One of the first this season popped up in Sea Isle City in December. It was a sick harbor seal that died while the Center was treating it for lung worms.

“It’s up in the state lab in Ewing now. We don’t know what happened. It was eating well and looked like it was recovering and then it stared hemorrhaging,” Schoelkopf said.

Habor seals are the most common in New Jersey and are less migratory. On the East Coast, they are found from the Canadian Arctic to New York and occasionally as far south as the Carolinas, according to the National Oceanic and Atmospheric Administration.

More migratory are harp and gray seals. They spend more time in the Canadian and Arctic climates but, in recent years, the number of harp sightings from January to May has increased from Maine to New Jersey, NOAA reports.

Schoelkopf can’t predict how many seals will arrive this winter. Some years he’s counted almost 200. Others he has seen as a few as eight.

They usually depart in spring, although last year two gray seals remained in Tuckahoe River all summer, he said.

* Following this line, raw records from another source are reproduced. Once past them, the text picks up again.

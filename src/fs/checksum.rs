//! MD5 of a prefix of a remote object.
//!
//! Small objects are downloaded and hashed here. Above a size threshold the
//! hashing runs next to the data as a remote reduce job and only the hex
//! digest travels back.

use std::sync::Arc;

use futures::StreamExt;
use tokio::io::AsyncReadExt;
use tokio_util::io::ReaderStream;
use tracing::debug;
use uuid::Uuid;

use crate::{
    errors::{FsError, FsResult},
    models::{Md5Digest, ObjectMetadata},
    services::client::{JobPhase, JobSpec, ObjectStoreClient, PhaseKind},
};

/// Object size above which checksums are computed by a remote job.
pub const REMOTE_CHECKSUM_THRESHOLD: u64 = 1_048_576;

/// Shell pipeline that prints the hex MD5 of the first `length` bytes of
/// its standard input.
pub fn prefix_md5_command(length: u64) -> String {
    format!("head -c {} | md5sum -b | cut -d' ' -f1", length)
}

/// Chooses between local and remote computation of prefix checksums.
///
/// Not synchronized; one strategy serves one caller at a time.
pub struct ChecksumStrategy {
    client: Arc<dyn ObjectStoreClient>,
    remote_threshold: u64,
}

impl ChecksumStrategy {
    pub fn new(client: Arc<dyn ObjectStoreClient>) -> Self {
        Self {
            client,
            remote_threshold: REMOTE_CHECKSUM_THRESHOLD,
        }
    }

    pub fn with_remote_threshold(mut self, threshold: u64) -> Self {
        self.remote_threshold = threshold;
        self
    }

    /// MD5 of the first `length` bytes of `key`.
    pub async fn prefix_checksum(&self, key: &str, length: u64) -> FsResult<Md5Digest> {
        let head = self.file_head(key).await?;
        self.checksum_for(&head, length).await
    }

    /// MD5 of the whole object, taken from the store's metadata when it
    /// already carries one.
    pub async fn whole_checksum(&self, key: &str) -> FsResult<Md5Digest> {
        let head = self.file_head(key).await?;
        if let Some(digest) = head.content_md5 {
            debug!("Using server-supplied md5 for {}", key);
            return Ok(digest);
        }

        let length = head.size.unwrap_or(u64::MAX);
        self.checksum_for(&head, length).await
    }

    /// Download the first `length` bytes and hash them here.
    pub async fn checksum_locally(&self, key: &str, length: u64) -> FsResult<Md5Digest> {
        debug!(
            "Calculating checksum of the first {} bytes of {} locally",
            length, key
        );

        let channel = self.client.ranged_read(key, 0).await?;
        let mut stream = ReaderStream::new(channel.take(length));
        let mut digest = md5::Context::new();
        while let Some(chunk) = stream.next().await {
            digest.consume(&chunk?);
        }

        Ok(digest.compute().into())
    }

    /// Hash the first `length` bytes with a remote job and decode its output.
    pub async fn checksum_remotely(&self, key: &str, length: u64) -> FsResult<Md5Digest> {
        debug!(
            "Calculating checksum of the first {} bytes of {} with a remote job",
            length, key
        );

        let job = JobSpec {
            name: format!("range-checksum-{}", Uuid::new_v4()),
            input: key.to_string(),
            phase: JobPhase {
                kind: PhaseKind::Reduce,
                exec: prefix_md5_command(length),
            },
        };

        let mut handle = self.client.submit_job(job).await?;
        let outputs = handle.wait_until_done().await?;
        let job_id = handle.id().to_string();

        let Some(line) = outputs.into_iter().next() else {
            return Err(FsError::checksum_failed(
                job_id,
                "no md5 output from calculation job",
            ));
        };

        Md5Digest::from_hex(&line).map_err(|err| {
            FsError::checksum_failed_by(
                job_id,
                format!("unable to decode [{}] as md5", line.trim()),
                err,
            )
        })
    }

    async fn checksum_for(&self, head: &ObjectMetadata, length: u64) -> FsResult<Md5Digest> {
        match head.size {
            Some(size) if size > self.remote_threshold => {
                self.checksum_remotely(&head.path, length).await
            }
            _ => self.checksum_locally(&head.path, length).await,
        }
    }

    async fn file_head(&self, key: &str) -> FsResult<ObjectMetadata> {
        let head = self.client.head(key).await?;
        if head.is_directory() {
            return Err(FsError::IsDirectory(key.to_string()));
        }
        Ok(head)
    }
}
impl MantaFileSystem {
    /// A filesystem rooted at the store behind `client`, starting in `home`.
    pub fn new(client: Arc<dyn ObjectStoreClient>, home: impl AsRef<str>) -> Self {
        let home = path::normalize(path::strip_scheme(home.as_ref()));
        Self {
            client,
            working_dir: home.clone(),
            home,
            remote_checksum_threshold: REMOTE_CHECKSUM_THRESHOLD,
        }
    }

    pub fn with_remote_checksum_threshold(mut self, threshold: u64) -> Self {
        self.remote_checksum_threshold = threshold;
        self
    }

    pub fn scheme(&self) -> &'static str {
        path::SCHEME
    }

    pub fn uri(&self) -> &'static str {
        ROOT_URI
    }

    pub fn home_directory(&self) -> &str {
        &self.home
    }

    pub fn working_directory(&self) -> &str {
        &self.working_dir
    }

    pub fn set_working_directory(&mut self, dir: &str) -> FsResult<()> {
        self.working_dir = self.resolve(dir)?;
        Ok(())
    }

    pub fn default_replication(&self) -> u16 {
        DEFAULT_REPLICATION
    }

    pub fn client(&self) -> &Arc<dyn ObjectStoreClient> {
        &self.client
    }

    /// Store key for a user-visible path.
    pub fn resolve(&self, user_path: &str) -> FsResult<String> {
        path::resolve(user_path, Some(&self.working_dir), &self.home)
    }

    pub async fn open(&self, user_path: &str) -> FsResult<SeekableObjectReader> {
        debug!("Opening '{}' for reading.", user_path);
        let key = self.resolve(user_path)?;
        if self.get_file_status(user_path).await?.is_directory {
            return Err(FsError::IsDirectory(key));
        }
        SeekableObjectReader::open(self.client.clone(), key).await
    }

    /// Start an upload to `user_path`. Missing parent directories are
    /// created; a positive `replication` is stored as the durability level.
    /// The object appears once the returned sink is shut down.
    pub async fn create(
        &self,
        user_path: &str,
        overwrite: bool,
        replication: u16,
        progress: Option<ProgressCallback>,
    ) -> FsResult<ByteSink> {
        let key = self.resolve(user_path)?;
        if !overwrite && self.client.exists(&key).await? {
            return Err(FsError::AlreadyExists(key));
        }

        debug!(
            "Creating new file with {} replicas at path: {}",
            replication, key
        );
        self.ensure_parent(&key).await?;

        let options = PutOptions {
            durability: (replication > 0).then_some(replication),
            content_type: None,
        };
        let sink = self.client.put(&key, options).await?;
        Ok(match progress {
            Some(progress) => Box::new(ProgressRelay::new(sink, progress)) as ByteSink,
            None => sink,
        })
    }

    pub async fn append(&self, user_path: &str) -> FsResult<ByteSink> {
        Err(FsError::Unsupported(format!("append to {}", user_path)))
    }

    /// Move `from` to `to`; moving onto an existing directory places the
    /// source inside it. Reports whether the destination exists afterwards.
    pub async fn rename(&self, from: &str, to: &str) -> FsResult<bool> {
        let source = self.resolve(from)?;
        let mut destination = self.resolve(to)?;

        if !self.client.exists(&source).await? {
            return Err(FsError::not_found(source));
        }
        if self.is_directory_key(&destination).await? {
            destination = path::join(&destination, path::file_name(&source));
        }

        debug!("Moving [{}] to [{}]", source, destination);
        self.ensure_parent(&destination).await?;
        self.client.move_object(&source, &destination).await?;
        self.client.exists(&destination).await
    }

    /// Delete `user_path`, recursing into directories only when asked.
    /// Returns `false` when there was nothing to delete.
    pub async fn delete(&self, user_path: &str, recursive: bool) -> FsResult<bool> {
        let key = self.resolve(user_path)?;

        let head = match self.client.head(&key).await {
            Ok(head) => head,
            Err(err) if err.is_not_found() => return Ok(false),
            Err(err) => return Err(err),
        };

        if recursive && head.is_directory() {
            debug!("Recursively deleting path: {}", key);
            self.client.delete_recursive(&key).await?;
        } else {
            debug!("Deleting path: {}", key);
            self.client.delete(&key).await?;
        }

        Ok(!self.client.exists(&key).await?)
    }

    pub async fn mkdirs(&self, user_path: &str) -> FsResult<bool> {
        let key = self.resolve(user_path)?;
        self.client.put_directory(&key, true).await?;
        self.client.exists(&key).await
    }

    pub async fn get_file_status(&self, user_path: &str) -> FsResult<FileStatus> {
        let key = self.resolve(user_path)?;
        debug!("Getting path status for: {}", key);

        if path::is_root(&key) {
            return Ok(FileStatus::synthetic_directory("/"));
        }

        let head = self.client.head(&key).await?;
        Ok(status::project(&head, key))
    }

    pub async fn exists(&self, user_path: &str) -> FsResult<bool> {
        let key = self.resolve(user_path)?;
        if path::is_root(&key) {
            return Ok(true);
        }
        self.client.exists(&key).await
    }

    /// `false` for missing paths.
    pub async fn is_directory(&self, user_path: &str) -> FsResult<bool> {
        let key = self.resolve(user_path)?;
        self.is_directory_key(&key).await
    }

    /// `false` for missing paths.
    pub async fn is_file(&self, user_path: &str) -> FsResult<bool> {
        let key = self.resolve(user_path)?;
        Ok(self.head_if_exists(&key).await?.is_some_and(|head| !head.is_directory()))
    }

    /// Statuses of the entries of a directory, or of the file itself.
    pub async fn list_status(&self, user_path: &str) -> FsResult<Vec<FileStatus>> {
        let key = self.resolve(user_path)?;
        debug!("List status for path: {}", key);

        if path::is_root(&key) {
            return Ok(vec![FileStatus::synthetic_directory(self.home.clone())]);
        }

        let head = self.client.head(&key).await?;
        if !head.is_directory() {
            return Ok(vec![status::project(&head, key)]);
        }

        let mut listing = PagedListing::new(self.client.clone(), key);
        let mut statuses = Vec::new();
        while let Some(entry) = listing.next_entry().await? {
            statuses.push(status::project_own(&entry));
        }
        Ok(statuses)
    }

    /// Lazily list the entries of a directory that pass `filter`.
    pub async fn list_located_status(
        &self,
        user_path: &str,
        filter: Option<PathFilter>,
    ) -> FsResult<LocatedStatusLister> {
        let key = self.resolve(user_path)?;
        debug!("List located status for path: {}", key);

        let source: Box<dyn EntrySource> = if path::is_root(&key) {
            Box::new(SingleEntry::new(ObjectMetadata::directory(self.home.clone())))
        } else {
            let head = self.client.head(&key).await?;
            if head.is_directory() {
                Box::new(PagedListing::new(self.client.clone(), key.clone()))
            } else {
                Box::new(SingleEntry::new(head))
            }
        };

        LocatedStatusLister::start(key, source, filter, true).await
    }

    /// Replace the object with empty content. Only truncation to zero is
    /// possible; the content type is carried over.
    pub async fn truncate(&self, user_path: &str, new_length: u64) -> FsResult<bool> {
        let key = self.resolve(user_path)?;
        let head = self.client.head(&key).await?;

        if new_length != 0 {
            return Err(FsError::Unsupported(
                "truncating to an arbitrary length higher than zero".into(),
            ));
        }
        if head.is_directory() {
            return Err(FsError::IsDirectory(key));
        }

        let options = PutOptions {
            durability: None,
            content_type: head.content_type,
        };
        self.client.put_bytes(&key, Bytes::new(), options).await?;
        Ok(true)
    }

    /// MD5 of the whole file.
    pub async fn get_file_checksum(&self, user_path: &str) -> FsResult<Md5Digest> {
        let key = self.resolve(user_path)?;
        self.checksums().whole_checksum(&key).await
    }

    /// MD5 of the first `length` bytes of the file.
    pub async fn get_file_checksum_range(
        &self,
        user_path: &str,
        length: u64,
    ) -> FsResult<Md5Digest> {
        let key = self.resolve(user_path)?;
        self.checksums().prefix_checksum(&key, length).await
    }

    /// Upload a local file or directory tree.
    ///
    /// Without `overwrite` an existing file at the destination is an error.
    /// An existing directory at the destination receives the source under
    /// its own name.
    pub async fn copy_from_local_file(
        &self,
        delete_source: bool,
        overwrite: bool,
        src: impl AsRef<Path>,
        dst: &str,
    ) -> FsResult<()> {
        let src = src.as_ref();
        let mut key = self.resolve(dst)?;
        if self.is_directory_key(&key).await?
            && let Some(name) = src.file_name()
        {
            key = path::join(&key, &name.to_string_lossy());
        }

        debug!("Copying local file [{}] to [{}]", src.display(), key);
        self.upload_tree(src, key, overwrite).await?;

        if delete_source {
            if fs::metadata(src).await?.is_dir() {
                fs::remove_dir_all(src).await?;
            } else {
                fs::remove_file(src).await?;
            }
        }
        Ok(())
    }

    /// Download a file or directory tree into `dst`, replacing local files.
    pub async fn copy_to_local_file(
        &self,
        delete_source: bool,
        src: &str,
        dst: impl AsRef<Path>,
    ) -> FsResult<()> {
        let key = self.resolve(src)?;
        let head = self.client.head(&key).await?;

        let mut dst = dst.as_ref().to_path_buf();
        if fs::metadata(&dst).await.is_ok_and(|meta| meta.is_dir()) {
            dst.push(head.name());
        }

        debug!("Copying [{}] to local [{}]", key, dst.display());
        self.download_tree(head.clone(), dst).await?;

        if delete_source {
            if head.is_directory() {
                self.client.delete_recursive(&key).await?;
            } else {
                self.client.delete(&key).await?;
            }
        }
        Ok(())
    }

    /// Total bytes stored by the account, from its latest usage report.
    pub async fn get_used(&self) -> FsResult<u64> {
        let report_key = path::join(&self.home, USAGE_REPORT);

        let mut channel = match self.client.ranged_read(&report_key, 0).await {
            Ok(channel) => channel,
            Err(err) if err.is_not_found() => {
                return Err(FsError::NotFound(format!(
                    "{}: usage report not found, it typically takes one day \
                     to generate for a new account",
                    report_key
                )));
            }
            Err(err) => return Err(err),
        };

        let mut json = String::new();
        channel.read_to_string(&mut json).await?;
        let report: UsageReport = serde_json::from_str(&json)?;
        report
            .storage
            .values()
            .try_fold(0u64, |total, usage| total.checked_add(usage.bytes))
            .ok_or_else(|| {
                FsError::Io(io::Error::new(
                    io::ErrorKind::InvalidData,
                    format!("{}: byte counts overflow a 64-bit total", report_key),
                ))
            })
    }

    pub async fn close(&self) -> FsResult<()> {
        self.client.close().await
    }

    fn checksums(&self) -> ChecksumStrategy {
        ChecksumStrategy::new(self.client.clone())
            .with_remote_threshold(self.remote_checksum_threshold)
    }

    async fn head_if_exists(&self, key: &str) -> FsResult<Option<ObjectMetadata>> {
        if path::is_root(key) {
            return Ok(Some(ObjectMetadata::directory("/")));
        }
        match self.client.head(key).await {
            Ok(head) => Ok(Some(head)),
            Err(err) if err.is_not_found() => Ok(None),
            Err(err) => Err(err),
        }
    }

    async fn is_directory_key(&self, key: &str) -> FsResult<bool> {
        Ok(self.head_if_exists(key).await?.is_some_and(|head| head.is_directory()))
    }

    async fn ensure_parent(&self, key: &str) -> FsResult<()> {
        if let Some(dir) = path::parent(key)
            && !path::is_root(dir)
            && !self.client.exists(dir).await?
        {
            debug!("Directory path to file didn't exist. Creating path: {}", dir);
            self.client.put_directory(dir, true).await?;
        }
        Ok(())
    }

    fn upload_tree<'a>(
        &'a self,
        src: &'a Path,
        key: String,
        overwrite: bool,
    ) -> BoxFuture<'a, FsResult<()>> {
        async move {
            if fs::metadata(src).await?.is_dir() {
                self.client.put_directory(&key, true).await?;
                let mut entries = fs::read_dir(src).await?;
                while let Some(entry) = entries.next_entry().await? {
                    let child = path::join(&key, &entry.file_name().to_string_lossy());
                    let entry_path = entry.path();
                    self.upload_tree(&entry_path, child, overwrite).await?;
                }
                return Ok(());
            }

            match self.head_if_exists(&key).await? {
                Some(head) if head.is_directory() => return Err(FsError::IsDirectory(key)),
                Some(_) if !overwrite => return Err(FsError::AlreadyExists(key)),
                Some(_) => {}
                None => self.ensure_parent(&key).await?,
            }

            let mut file = fs::File::open(src).await?;
            let mut sink = self.client.put(&key, PutOptions::default()).await?;
            tokio::io::copy(&mut file, &mut sink).await?;
            sink.shutdown().await?;
            Ok(())
        }
        .boxed()
    }

    fn download_tree(
        &self,
        head: ObjectMetadata,
        dst: std::path::PathBuf,
    ) -> BoxFuture<'_, FsResult<()>> {
        async move {
            if head.is_directory() {
                fs::create_dir_all(&dst).await?;
                let mut listing = PagedListing::new(self.client.clone(), head.path.clone());
                while let Some(entry) = listing.next_entry().await? {
                    let child = dst.join(entry.name());
                    self.download_tree(entry, child).await?;
                }
                return Ok(());
            }

            let mut channel = self.client.ranged_read(&head.path, 0).await?;
            let mut file = fs::File::create(&dst).await?;
            tokio::io::copy(&mut channel, &mut file).await?;
            file.flush().await?;
            Ok(())
        }
        .boxed()
    }
}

Many people find pinnipeds- the scientific name for seals -adorable, but some go a little overboard with their affection. Schoelkopf said it’s best to give these marine mammals their space, federal law even requires it under the Marine Mammals Protection Act.

“I once had a lady grab a young gray seal by the flipper and try to drag it back into the ocean. She thought it was in trouble. It turned around and bit her,” said Schoelkopf.

The seal and the woman survived the misunderstanding.

Schoelkopf has made a career of rescuing marine mammals and gets countless calls from concerned people when they see a seal on the beach. He said people often think they are in distress and try to push them back in the water or feed them.

“Don’t touch them. Seals on the beach are not uncommon. They come up to dry off and warm up after fishing,” said Schoelkopf. “They’re expert fishermen.”

Seals can get too comfortable around people and in some cases they have to be taken out of the wild.

Last year, a female gray seal was moved to the Detroit Zoo because she was lying in four-wheel tire tracks in the sand and being petted by people on the beach. The zoo named her Jersey.

“That seal came up onto the beach at Island Beach State Park and had a fish hook in its face. After we cut the hook loose and let her go she kept coming up onto the beach,” said Schoelkopf.